The Schopenhauer Cure(20)



“Very possible. I’ve used that question when I feel at an impasse and need some shocking intervention. And…?”

“Well, you suggested that I might have my tombstone engraved with the phrase “He liked to fuck.” And then you added that the phrase could be a good epitaph for my dog too—that I could use the same stone for both me and the dog.”

“Pretty strong stuff. Was I really that harsh?”

“Whether it is harsh or not is irrelevant. What’s important is its effectiveness and persistence. Much later, maybe ten years later, I made use of it.”

“Time-delayed interventions! I’ve always had a hunch they’re more important than usually thought. Always meant to do a study of that. But for our purposes today tell me, why were you reluctant at our last meeting to mention these, to acknowledge that I had in some way, even some small way, been useful to you?”

“Julius, I’m not sure I see the relevance of this to the issue at hand—that is, whether you are or are not willing to be my psychotherapy supervisor? And to permit me in return to be your Schopenhauerian adviser?”

“The fact that you don’t see the relevance makes it all that more relevant. Philip, I’m not going to attempt to be diplomatic. Here it is straight: I’m not certain you’re basically equipped to be a therapist, and hence I have some doubts that supervision makes sense.”

“You say, not ‘equipped’? Clarify please,” said Philip with no trace of discomfort.

“Well, let me put it this way. I’ve always regarded therapy more as a calling than a profession, a way of life for people who care about others. I don’t see sufficient caring in you. The good therapist wants to alleviate suffering, wants to help people grow. But I see in you only disdain for others—look at the way you dismissed and insulted your students. Therapists need to relate to their patients, whereas you care little about how others feel. Take the two of us. You tell me that, on the basis of my phone call to you, you made the assumption that I had a fatal illness. Yet never did you utter a word of consolation or sympathy.”

“Would that have helped—mumbling some vacuous words of sympathy? I gave you more, much more. I constructed and delivered an entire lecture for you.”

“I understand that now. But it was all so oblique, Philip. It made me feel like I was being managed, not cared about. Better for me, much better, if you had been direct, if you had sent some message from your heart to mine. Nothing monumental, maybe just some simple inquiry into my situation or state of mind, or, Christ, you might have simply said, ‘I’m sorry to hear you’re dying.’ How hard would that have been?”

“If I were sick, that’s not what I’d want. I would have wanted the tools, the ideas, the vision that Schopenhauer offered in the face of death—and that’s what I delivered to you.”

“Even now, Philip, you still don’t bother to check your assumption that I have a fatal illness.”

“Am I mistaken?”

“Come again, Philip. Say the words—it won’t hurt.”

“You said you had significant health problems. Can you tell me more?”

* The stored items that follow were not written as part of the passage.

//! Migration: Create wiki_pages table.

use sea_orm_migration::prelude::*;

#[derive(DeriveMigrationName)]
pub struct Migration;

#[async_trait::async_trait]
impl MigrationTrait for Migration {
    async fn up(&self, manager: &SchemaManager) -> Result<(), DbErr> {
        manager
            .get_connection()
            .execute_unprepared(
                r#"
                CREATE TABLE wiki_pages (
                    id UUID PRIMARY KEY,
                    slug VARCHAR(200) NOT NULL,
                    title VARCHAR(200) NOT NULL,
                    description VARCHAR(500) NOT NULL DEFAULT '',
                    content TEXT NOT NULL DEFAULT '',
                    category VARCHAR(40) NOT NULL,
                    subcategory VARCHAR(100),
                    tags JSONB NOT NULL DEFAULT '[]'::jsonb,
                    image_url VARCHAR(1000),
                    status VARCHAR(20) NOT NULL DEFAULT 'published'
                        CHECK (status IN ('draft', 'published', 'archived')),
                    revision INTEGER NOT NULL DEFAULT 1,
                    created_by VARCHAR(128),
                    updated_by VARCHAR(128),

                    created_at TIMESTAMPTZ NOT NULL DEFAULT NOW(),
                    updated_at TIMESTAMPTZ NOT NULL DEFAULT NOW()
                );

                CREATE UNIQUE INDEX idx_wiki_pages_slug
                    ON wiki_pages(slug);

                -- Default listing: published pages by category, newest first
                CREATE INDEX idx_wiki_pages_status_category
                    ON wiki_pages(status, category, updated_at DESC);

                CREATE INDEX idx_wiki_pages_tags
                    ON wiki_pages USING GIN (tags);

                CREATE TRIGGER update_wiki_pages_updated_at
                    BEFORE UPDATE ON wiki_pages
                    FOR EACH ROW
                    EXECUTE FUNCTION update_updated_at_column();
                "#,
            )
            .await?;

        Ok(())
    }

    async fn down(&self, manager: &SchemaManager) -> Result<(), DbErr> {
        manager
            .get_connection()
            .execute_unprepared(
                r#"
                DROP TRIGGER IF EXISTS update_wiki_pages_updated_at ON wiki_pages;
                DROP TABLE IF EXISTS wiki_pages CASCADE;
                "#,
            )
            .await?;

        Ok(())
    }
}
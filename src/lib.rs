//! Fan wiki server library.
//!
//! Session handling, admin verification, request guards (CSRF and rate
//! limiting), and wiki/news content storage with revision history.

pub mod api;
pub mod auth;
pub mod config;
pub mod db;
pub mod entity;
pub mod error;
pub mod middleware;
pub mod migration;
pub mod models;
pub mod services;
//! Identity provider client.
//!
//! Verifies provider ID tokens and session cookies (RS256 JWTs) against the
//! provider's published JWKS, and mints session cookies through the
//! provider's REST API using a service account.
//!
//! Security features:
//! - RS256 signature verification (algorithm pinned, no fallback)
//! - JWKS cached with TTL + forced refresh on key rotation (kid miss),
//!   at most once per `MIN_FORCED_REFRESH_INTERVAL`
//! - Issuer and audience (project id) always validated
//! - HTTP timeouts on every provider call
//! - Generic error messages to clients; details logged server-side

use std::sync::Arc;
use std::time::{Duration, Instant};

use async_trait::async_trait;
use chrono::Utc;
use jsonwebtoken::{
    Algorithm, DecodingKey, EncodingKey, Header, Validation, decode, decode_header, encode,
};
use secrecy::{ExposeSecret, SecretString};
use serde::{Deserialize, Serialize};
use tokio::sync::{Mutex, RwLock};
use tracing::{debug, error, info, warn};

use crate::config::IdentitySettings;
use crate::error::{AppError, AppResult};
use crate::models::IdentityClaims;

/// JWKS cache TTL (24 hours).
const JWKS_CACHE_TTL: Duration = Duration::from_secs(86400);

/// Minimum time between kid-miss refreshes of one JWKS document.
const MIN_FORCED_REFRESH_INTERVAL: Duration = Duration::from_secs(30);

/// HTTP connect timeout for provider calls.
const HTTP_CONNECT_TIMEOUT: Duration = Duration::from_secs(5);

/// HTTP total timeout for provider calls.
const HTTP_REQUEST_TIMEOUT: Duration = Duration::from_secs(10);

/// Lifetime requested for service-account access tokens.
const ACCESS_TOKEN_LIFETIME_SECS: i64 = 3600;

/// Access tokens are refreshed this long before they expire.
const ACCESS_TOKEN_REFRESH_MARGIN: Duration = Duration::from_secs(60);

/// A session may only be minted from an ID token this fresh.
pub const RECENT_SIGN_IN_SECS: u64 = 300;

/// Longest accepted provider UID.
const MAX_UID_LEN: usize = 128;

const OAUTH_SCOPES: &str =
    "https://www.googleapis.com/auth/identitytoolkit https://www.googleapis.com/auth/cloud-platform";

const JWT_BEARER_GRANT: &str = "urn:ietf:params:oauth:grant-type:jwt-bearer";

/// Build an HTTP client with timeouts.
fn build_http_client() -> AppResult<reqwest::Client> {
    reqwest::Client::builder()
        .connect_timeout(HTTP_CONNECT_TIMEOUT)
        .timeout(HTTP_REQUEST_TIMEOUT)
        .build()
        .map_err(|e| AppError::Internal(format!("Failed to build HTTP client: {}", e)))
}

/// Anything that can turn a session cookie into verified claims.
#[async_trait]
pub trait SessionVerifier: Send + Sync {
    async fn verify_session_cookie(&self, cookie: &str) -> AppResult<IdentityClaims>;
}

/// Cached JWKS keys.
struct CachedKeys {
    keys: Vec<(String, DecodingKey)>,
    fetched_at: Instant,
}

/// JWKS response from the provider.
#[derive(Deserialize)]
struct JwksResponse {
    keys: Vec<serde_json::Value>,
}

/// Verifies RS256 JWTs from one issuer against one JWKS document.
#[derive(Clone)]
pub struct TokenVerifier {
    label: &'static str,
    issuer: String,
    audience: String,
    jwks_url: String,
    jwks_cache: Arc<RwLock<Option<CachedKeys>>>,
    last_forced_refresh: Arc<Mutex<Option<Instant>>>,
    http_client: reqwest::Client,
}
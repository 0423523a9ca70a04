//! Migration: Create news_articles table.

use sea_orm_migration::prelude::*;

#[derive(DeriveMigrationName)]
pub struct Migration;

#[async_trait::async_trait]
impl MigrationTrait for Migration {
    async fn up(&self, manager: &SchemaManager) -> Result<(), DbErr> {
        manager
            .get_connection()
            .execute_unprepared(
                r#"
                CREATE TABLE news_articles (
                    id UUID PRIMARY KEY,
                    slug VARCHAR(200) NOT NULL,
                    title VARCHAR(200) NOT NULL,
                    category VARCHAR(40) NOT NULL,
                    excerpt VARCHAR(500) NOT NULL DEFAULT '',
                    content TEXT NOT NULL DEFAULT '',
                    author VARCHAR(255) NOT NULL,
                    image_url VARCHAR(1000),
                    status VARCHAR(20) NOT NULL DEFAULT 'draft'
                        CHECK (status IN ('draft', 'published', 'archived')),
                    published_at TIMESTAMPTZ,

                    created_at TIMESTAMPTZ NOT NULL DEFAULT NOW(),
                    updated_at TIMESTAMPTZ NOT NULL DEFAULT NOW()
                );

                CREATE UNIQUE INDEX idx_news_articles_slug
                    ON news_articles(slug);

                CREATE INDEX idx_news_articles_status_published
                    ON news_articles(status, published_at DESC);

                CREATE TRIGGER update_news_articles_updated_at
                    BEFORE UPDATE ON news_articles
                    FOR EACH ROW
                    EXECUTE FUNCTION update_updated_at_column();
                "#,
            )
            .await?;

        Ok(())
    }

    async fn down(&self, manager: &SchemaManager) -> Result<(), DbErr> {
        manager
            .get_connection()
            .execute_unprepared(
                r#"
                DROP TRIGGER IF EXISTS update_news_articles_updated_at ON news_articles;
                DROP TABLE IF EXISTS news_articles CASCADE;
                "#,
            )
            .await?;

        Ok(())
    }
}
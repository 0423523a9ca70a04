//! Admin check endpoint: status codes, admin hint cookie and latency floor.

use std::time::{Duration, Instant};

use actix_web::http::StatusCode;
use actix_web::test;
use fanwiki_lib::entity::user;

use super::mock_identity_provider::TestClaims;
use super::test_helpers::*;

const CHECK_URI: &str = "/api/auth/check-admin";

#[actix_web::test]
async fn test_missing_cookie_is_unauthorized_after_min_latency() {
    let mut env = TestEnv::start().await;
    env.config.security.admin_check_min_latency_ms = 150;
    let app = create_test_app(&env, empty_db()).await;

    let started = Instant::now();
    let req = test::TestRequest::get().uri(CHECK_URI).to_request();
    let resp = call(&app, req).await;

    assert_eq!(resp.status, StatusCode::UNAUTHORIZED);
    assert_eq!(resp.error_code(), Some("UNAUTHORIZED"));
    assert!(started.elapsed() >= Duration::from_millis(150));

    let hint = resp.cookie("admin-session").expect("hint cleared");
    assert_eq!(hint.value(), "");
}

#[actix_web::test]
async fn test_garbage_cookie_is_unauthorized() {
    let env = TestEnv::start().await;
    let app = create_test_app(&env, empty_db()).await;

    let req = test::TestRequest::get()
        .uri(CHECK_URI)
        .cookie(actix_web::cookie::Cookie::new("session", "not-a-jwt"))
        .to_request();
    let resp = call(&app, req).await;

    assert_eq!(resp.status, StatusCode::UNAUTHORIZED);
}

#[actix_web::test]
async fn test_expired_session_is_unauthorized() {
    let env = TestEnv::start().await;
    let app = create_test_app(&env, empty_db()).await;

    let token = env.sign(&TestClaims::session("uid-1", chrono::Duration::hours(1)).expired());
    let req = test::TestRequest::get()
        .uri(CHECK_URI)
        .cookie(actix_web::cookie::Cookie::new("session", token))
        .to_request();
    let resp = call(&app, req).await;

    assert_eq!(resp.status, StatusCode::UNAUTHORIZED);
}

#[actix_web::test]
async fn test_session_signed_by_unpublished_key_is_unauthorized() {
    let env = TestEnv::start().await;
    let app = create_test_app(&env, empty_db()).await;

    let token = env.sign_with_rogue_key(&TestClaims::session("uid-1", chrono::Duration::hours(1)));
    let req = test::TestRequest::get()
        .uri(CHECK_URI)
        .cookie(actix_web::cookie::Cookie::new("session", token))
        .to_request();
    let resp = call(&app, req).await;

    assert_eq!(resp.status, StatusCode::UNAUTHORIZED);
}

#[actix_web::test]
async fn test_unknown_key_ids_refresh_jwks_once() {
    let env = TestEnv::start().await;
    let app = create_test_app(&env, empty_db()).await;

    for _ in 0..5 {
        let token =
            env.sign_with_rogue_key(&TestClaims::session("uid-1", chrono::Duration::hours(1)));
        let req = test::TestRequest::get()
            .uri(CHECK_URI)
            .cookie(actix_web::cookie::Cookie::new("session", token))
            .to_request();
        let resp = call(&app, req).await;
        assert_eq!(resp.status, StatusCode::UNAUTHORIZED);
    }

    // Initial fetch plus a single forced refresh
    assert_eq!(env.mock.jwks_requests(), 2);
}

#[actix_web::test]
async fn test_id_token_is_not_a_session() {
    let env = TestEnv::start().await;
    let app = create_test_app(&env, empty_db()).await;

    let token = env.sign(&TestClaims::id_token("uid-1"));
    let req = test::TestRequest::get()
        .uri(CHECK_URI)
        .cookie(actix_web::cookie::Cookie::new("session", token))
        .to_request();
    let resp = call(&app, req).await;

    assert_eq!(resp.status, StatusCode::UNAUTHORIZED);
}

#[actix_web::test]
async fn test_valid_session_without_user_record_is_not_admin() {
    let env = TestEnv::start().await;
    let app = create_test_app(&env, mock_db([Vec::<user::Model>::new()])).await;

    let req = test::TestRequest::get()
        .uri(CHECK_URI)
        .cookie(actix_web::cookie::Cookie::new("session", env.session_for("ghost")))
        .to_request();
    let resp = call(&app, req).await;

    assert_eq!(resp.status, StatusCode::OK);
    assert_eq!(resp.body["isAdmin"], false);
    assert_eq!(resp.body["uid"], "ghost");
    assert_eq!(resp.cookie("admin-session").map(|c| c.value()), Some(""));
}

#[actix_web::test]
async fn test_admin_session_sets_hint_cookie() {
    let env = TestEnv::start().await;
    let app = create_test_app(&env, mock_db([vec![sample_user("admin-1", true)]])).await;

    let req = test::TestRequest::get()
        .uri(CHECK_URI)
        .cookie(actix_web::cookie::Cookie::new("session", env.session_for("admin-1")))
        .to_request();
    let resp = call(&app, req).await;

    assert_eq!(resp.status, StatusCode::OK);
    assert_eq!(resp.body["isAdmin"], true);
    assert_eq!(resp.body["uid"], "admin-1");

    let hint = resp.cookie("admin-session").expect("hint set");
    assert_eq!(hint.value(), "1");
    assert_eq!(hint.http_only(), Some(false));
}

#[actix_web::test]
async fn test_regular_user_is_not_admin() {
    let env = TestEnv::start().await;
    let app = create_test_app(&env, mock_db([vec![sample_user("player-1", false)]])).await;

    let req = test::TestRequest::get()
        .uri(CHECK_URI)
        .cookie(actix_web::cookie::Cookie::new("session", env.session_for("player-1")))
        .to_request();
    let resp = call(&app, req).await;

    assert_eq!(resp.status, StatusCode::OK);
    assert_eq!(resp.body["isAdmin"], false);
}

#[actix_web::test]
async fn test_successful_check_also_respects_min_latency() {
    let mut env = TestEnv::start().await;
    env.config.security.admin_check_min_latency_ms = 120;
    let app = create_test_app(&env, mock_db([vec![sample_user("admin-1", true)]])).await;

    let started = Instant::now();
    let req = test::TestRequest::get()
        .uri(CHECK_URI)
        .cookie(actix_web::cookie::Cookie::new("session", env.session_for("admin-1")))
        .to_request();
    let resp = call(&app, req).await;

    assert_eq!(resp.status, StatusCode::OK);
    assert!(started.elapsed() >= Duration::from_millis(120));
}
use fruityvice_core::{
    CatalogConfig, CatalogSource, CatalogState, CatalogStore, FetchError, FetchResult, Fruit,
    HttpCatalogSource, Nutrition,
};
use std::cell::Cell;

fn fruit(name: &str, calories: f64) -> Fruit {
    Fruit {
        name: name.to_string(),
        id: 0,
        family: String::new(),
        order: String::new(),
        genus: String::new(),
        nutrition: Nutrition {
            calories,
            ..Nutrition::default()
        },
    }
}

/// Source that always answers with a fixed outcome.
struct FixedSource(FetchResult<Vec<Fruit>>);

impl CatalogSource for FixedSource {
    fn fetch_catalog(&self) -> FetchResult<Vec<Fruit>> {
        self.0.clone()
    }
}

/// Source that fails a set number of times before succeeding.
struct FlakySource {
    failures_left: Cell<u32>,
    fruits: Vec<Fruit>,
}

impl CatalogSource for FlakySource {
    fn fetch_catalog(&self) -> FetchResult<Vec<Fruit>> {
        let left = self.failures_left.get();
        if left > 0 {
            self.failures_left.set(left - 1);
            return Err(FetchError::Timeout);
        }
        Ok(self.fruits.clone())
    }
}

#[test]
fn store_starts_idle() {
    let store = CatalogStore::new();
    assert_eq!(*store.state(), CatalogState::Idle);
    assert_eq!(store.attempts(), 0);
    assert!(store.fruits().is_none());
}

#[test]
fn begin_fetch_moves_to_loading_and_gates_reentry() {
    let mut store = CatalogStore::new();

    let ticket = store.begin_fetch();
    assert!(ticket.is_some());
    assert_eq!(*store.state(), CatalogState::Loading);
    assert_eq!(store.attempts(), 1);

    // A second begin while loading is a no-op.
    assert!(store.begin_fetch().is_none());
    assert_eq!(store.attempts(), 1);
}

#[test]
fn successful_outcome_lands_in_ready() {
    let mut store = CatalogStore::new();
    let ticket = store.begin_fetch().unwrap();

    store.apply_outcome(ticket, Ok(vec![fruit("Apple", 52.0)]));

    let fruits = store.fruits().unwrap();
    assert_eq!(fruits.len(), 1);
    assert_eq!(fruits[0].name, "Apple");
}

#[test]
fn timeout_failure_lands_in_error_with_user_message() {
    let mut store = CatalogStore::new();
    let ticket = store.begin_fetch().unwrap();

    store.apply_outcome(ticket, Err(FetchError::Timeout));

    assert_eq!(
        *store.state(),
        CatalogState::Error {
            message: "Request timed out. Please try again.".to_string()
        }
    );
}

#[test]
fn retry_after_error_reaches_ready() {
    let source = FlakySource {
        failures_left: Cell::new(1),
        fruits: vec![fruit("Apple", 52.0)],
    };
    let mut store = CatalogStore::new();

    store.load(&source);
    assert!(matches!(store.state(), CatalogState::Error { .. }));

    store.load(&source);
    assert!(store.fruits().is_some());
    assert_eq!(store.attempts(), 2);
}

#[test]
fn retries_are_unbounded() {
    let source = FlakySource {
        failures_left: Cell::new(3),
        fruits: vec![fruit("Apple", 52.0)],
    };
    let mut store = CatalogStore::new();

    for _ in 0..3 {
        store.load(&source);
        assert!(matches!(store.state(), CatalogState::Error { .. }));
    }
    store.load(&source);
    assert!(store.fruits().is_some());
    assert_eq!(store.attempts(), 4);
}

#[test]
fn stale_outcome_is_discarded() {
    let mut store = CatalogStore::new();

    let first = store.begin_fetch().unwrap();
    store.apply_outcome(first, Err(FetchError::Timeout));

    let second = store.begin_fetch().unwrap();
    assert_eq!(*store.state(), CatalogState::Loading);

    // The first attempt's late success must not overwrite the newer attempt.
    store.apply_outcome(first, Ok(vec![fruit("Stale", 1.0)]));
    assert_eq!(*store.state(), CatalogState::Loading);

    store.apply_outcome(second, Ok(vec![fruit("Fresh", 2.0)]));
    assert_eq!(store.fruits().unwrap()[0].name, "Fresh");
}

#[test]
fn load_runs_a_full_cycle() {
    let source = FixedSource(Ok(vec![fruit("Apple", 52.0), fruit("Banana", 89.0)]));
    let mut store = CatalogStore::new();

    store.load(&source);

    assert_eq!(store.fruits().unwrap().len(), 2);
    assert_eq!(store.attempts(), 1);
}

#[test]
fn user_messages_match_failure_taxonomy() {
    assert_eq!(
        FetchError::Timeout.user_message(),
        "Request timed out. Please try again."
    );
    assert_eq!(
        FetchError::Network("connection refused".to_string()).user_message(),
        "Network error. Please check your connection."
    );
    assert_eq!(
        FetchError::Upstream {
            status: 503,
            message: Some("maintenance".to_string()),
        }
        .user_message(),
        "Failed to fetch fruits: maintenance"
    );
    assert_eq!(
        FetchError::Upstream {
            status: 500,
            message: None,
        }
        .user_message(),
        "Failed to fetch fruits: Unknown error"
    );
    assert_eq!(
        FetchError::Unexpected("boom".to_string()).user_message(),
        "An unexpected error occurred."
    );
}

#[test]
fn unparseable_endpoint_is_classified_as_unexpected() {
    let source = HttpCatalogSource::with_config(CatalogConfig {
        endpoint: "not a url".to_string(),
        ..CatalogConfig::default()
    })
    .unwrap();

    // The request never leaves the process, so this is not a network
    // failure; it must land in the catch-all category.
    let err = source.fetch_catalog().unwrap_err();
    assert!(matches!(err, FetchError::Unexpected(_)));
    assert_eq!(err.user_message(), "An unexpected error occurred.");
}

#[test]
fn malformed_payload_message_includes_detail() {
    let message = FetchError::MalformedPayload("invalid calories `-1` for fruit `X`".to_string())
        .user_message();
    assert!(message.starts_with("Failed to fetch fruits:"));
    assert!(message.contains("invalid calories"));
}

“Good start, Philip. An open-ended comment is by far the best choice.” Julius paused to collect his thoughts and to consider how much to reveal to Philip. “Well, I’ve very recently learned that I have a form of skin cancer called malignant melanoma which poses a serious threat to my life, though my doctors assure me that for the next year I should remain in good health.”

“I feel even more strongly,” Philip responded, “that the Schopenhaurian vision I offered in my lecture would be of value to you. In our therapy I remember you once said that life was a ‘temporary condition with a permanent solution’—that is pure Schopenhauer.”

“Philip, that perspective was meant in jest.”

“Well we know, don’t we, what your own guru, Sigmund Freud, had to say about jesting. My point still stands: Schopenhauer’s wisdom contains much that will serve you well.”

“I’m not your supervisor, Philip, that’s still to be determined, but I’ll give you psychotherapy lesson number one, gratis. It’s not ideas, nor vision, nor tools that truly matter in therapy. If you debrief patients at the end of therapy about the process, what do they remember? Never the ideas—it’s always the relationship. They rarely remember an important insight their therapist offered but generally fondly recall their personal relationship with the therapist. And I’m going to venture a guess that this is even true for you. Why did you remember me so well and value what happened between us so much that you now, after all these years, turn to me for supervision? It’s not because of those two comments—however provocative they were—no, I believe it was because of some bond you felt with me. I believe you might have some deep affection for me, and because our relationship, however difficult though it might have been, was meaningful, you are now turning to me again in the hope of some form of embrace.”

“Wrong on all counts, Dr. Hertzfeld…”

“Yeah, yeah, so wrong that the mere mention of an embrace sends you scurrying back to formal titles again.”

“Wrong on all counts, Julius. First, I want to caution you against the error of assuming that your view of reality is the real thing—the res naturalis—and that your mission is to impose this vision on others. You crave and value relationships, and you make the erroneous assumption that I, indeed everyone, must do the same and that if I claim otherwise, I’ve repressed my relationship-craving.